To do: Count lines holding the string "into" in the data that follows. Reply with one number only.

Data:
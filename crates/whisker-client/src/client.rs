//! Request plumbing for the status backend API.

use std::time::Duration;

use reqwest::{Client, Response, Url};
use serde::de::DeserializeOwned;
use whisker_model::{
    SeedboxOutcome, SeedboxResponse, SessionLabelRequest, SessionsResponse, StatusPayload,
};

use crate::error::{ClientError, ClientResult};

/// Typed client for the seedbox status backend.
///
/// One instance is shared across the engine and the CLI; every call issues a
/// single request with the configured timeout and maps the response into
/// domain types. Retrying and interpretation are left to callers.
#[derive(Debug, Clone)]
pub struct StatusClient {
    http: Client,
    base_url: Url,
}

impl StatusClient {
    /// Build a client against `base_url` with one shared request timeout.
    ///
    /// # Errors
    ///
    /// Returns [`ClientError::Build`] when the underlying HTTP client cannot
    /// be constructed.
    pub fn new(base_url: Url, timeout: Duration) -> ClientResult<Self> {
        let http = Client::builder()
            .timeout(timeout)
            .build()
            .map_err(|source| ClientError::Build { source })?;
        Ok(Self { http, base_url })
    }

    /// Base URL this client talks to.
    #[must_use]
    pub const fn base_url(&self) -> &Url {
        &self.base_url
    }

    /// Fetch the status document for `label` (backend default when `None`).
    ///
    /// Forcing appends `force=1`, instructing the backend to run a fresh
    /// tracker check instead of serving the cached record; the parameter is
    /// omitted entirely otherwise.
    ///
    /// # Errors
    ///
    /// Returns a transport error when the backend cannot be reached, a
    /// backend error for non-success statuses, and an invalid-body error
    /// when the document cannot be decoded.
    pub async fn fetch_status(
        &self,
        label: Option<&str>,
        force: bool,
    ) -> ClientResult<StatusPayload> {
        const OPERATION: &str = "fetch_status";
        let mut url = self.endpoint(OPERATION, "/api/status")?;
        if label.is_some() || force {
            let mut pairs = url.query_pairs_mut();
            if let Some(label) = label {
                pairs.append_pair("label", label);
            }
            if force {
                pairs.append_pair("force", "1");
            }
        }

        let response = self
            .http
            .get(url)
            .send()
            .await
            .map_err(|source| ClientError::transport(OPERATION, source))?;
        decode(OPERATION, response).await
    }

    /// Ask the backend to push the session's current IP to the seedbox.
    ///
    /// A success status always decodes into a [`SeedboxOutcome`];
    /// `success: false` inside a 2xx response is a reported outcome, not an
    /// error.
    ///
    /// # Errors
    ///
    /// Returns a transport error when the backend cannot be reached, a
    /// backend error for non-success statuses, and an invalid-body error
    /// when the acknowledgement cannot be decoded.
    pub async fn update_seedbox(&self, label: &str) -> ClientResult<SeedboxOutcome> {
        const OPERATION: &str = "update_seedbox";
        let url = self.endpoint(OPERATION, "/api/session/update_seedbox")?;
        let response = self
            .http
            .post(url)
            .json(&SessionLabelRequest::new(label))
            .send()
            .await
            .map_err(|source| ClientError::transport(OPERATION, source))?;
        let acknowledgement: SeedboxResponse = decode(OPERATION, response).await?;
        Ok(SeedboxOutcome::from(acknowledgement))
    }

    /// List the session labels the backend is configured with.
    ///
    /// # Errors
    ///
    /// Returns a transport error when the backend cannot be reached, a
    /// backend error for non-success statuses, and an invalid-body error
    /// when the list cannot be decoded.
    pub async fn list_sessions(&self) -> ClientResult<Vec<String>> {
        const OPERATION: &str = "list_sessions";
        let url = self.endpoint(OPERATION, "/api/sessions")?;
        let response = self
            .http
            .get(url)
            .send()
            .await
            .map_err(|source| ClientError::transport(OPERATION, source))?;
        let listing: SessionsResponse = decode(OPERATION, response).await?;
        Ok(listing.sessions)
    }

    /// Persist `label` as the backend's remembered selection.
    ///
    /// # Errors
    ///
    /// Returns a transport error when the backend cannot be reached and a
    /// backend error for non-success statuses.
    pub async fn set_last_session(&self, label: &str) -> ClientResult<()> {
        const OPERATION: &str = "set_last_session";
        let url = self.endpoint(OPERATION, "/api/last_session")?;
        let response = self
            .http
            .post(url)
            .json(&SessionLabelRequest::new(label))
            .send()
            .await
            .map_err(|source| ClientError::transport(OPERATION, source))?;
        if response.status().is_success() {
            Ok(())
        } else {
            Err(rejection(OPERATION, response).await)
        }
    }

    fn endpoint(&self, operation: &'static str, path: &str) -> ClientResult<Url> {
        self.base_url
            .join(path)
            .map_err(|source| ClientError::invalid_url(operation, source))
    }
}

async fn decode<T>(operation: &'static str, response: Response) -> ClientResult<T>
where
    T: DeserializeOwned + Send,
{
    if !response.status().is_success() {
        return Err(rejection(operation, response).await);
    }
    response
        .json::<T>()
        .await
        .map_err(|source| ClientError::invalid_body(operation, source))
}

/// Read a failed response into a backend error, preferring the body's own
/// `error`/`msg` text over the bare status line.
async fn rejection(operation: &'static str, response: Response) -> ClientError {
    let status = response.status();
    let bytes = response.bytes().await.unwrap_or_default();
    let message = serde_json::from_slice::<ErrorBody>(&bytes)
        .ok()
        .and_then(|body| {
            body.error
                .filter(|text| !text.is_empty())
                .or_else(|| body.msg.filter(|text| !text.is_empty()))
        })
        .unwrap_or_else(|| format!("request failed with status {status}"));
    ClientError::backend(operation, status, message)
}

#[derive(serde::Deserialize)]
struct ErrorBody {
    error: Option<String>,
    msg: Option<String>,
}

Answer section: 3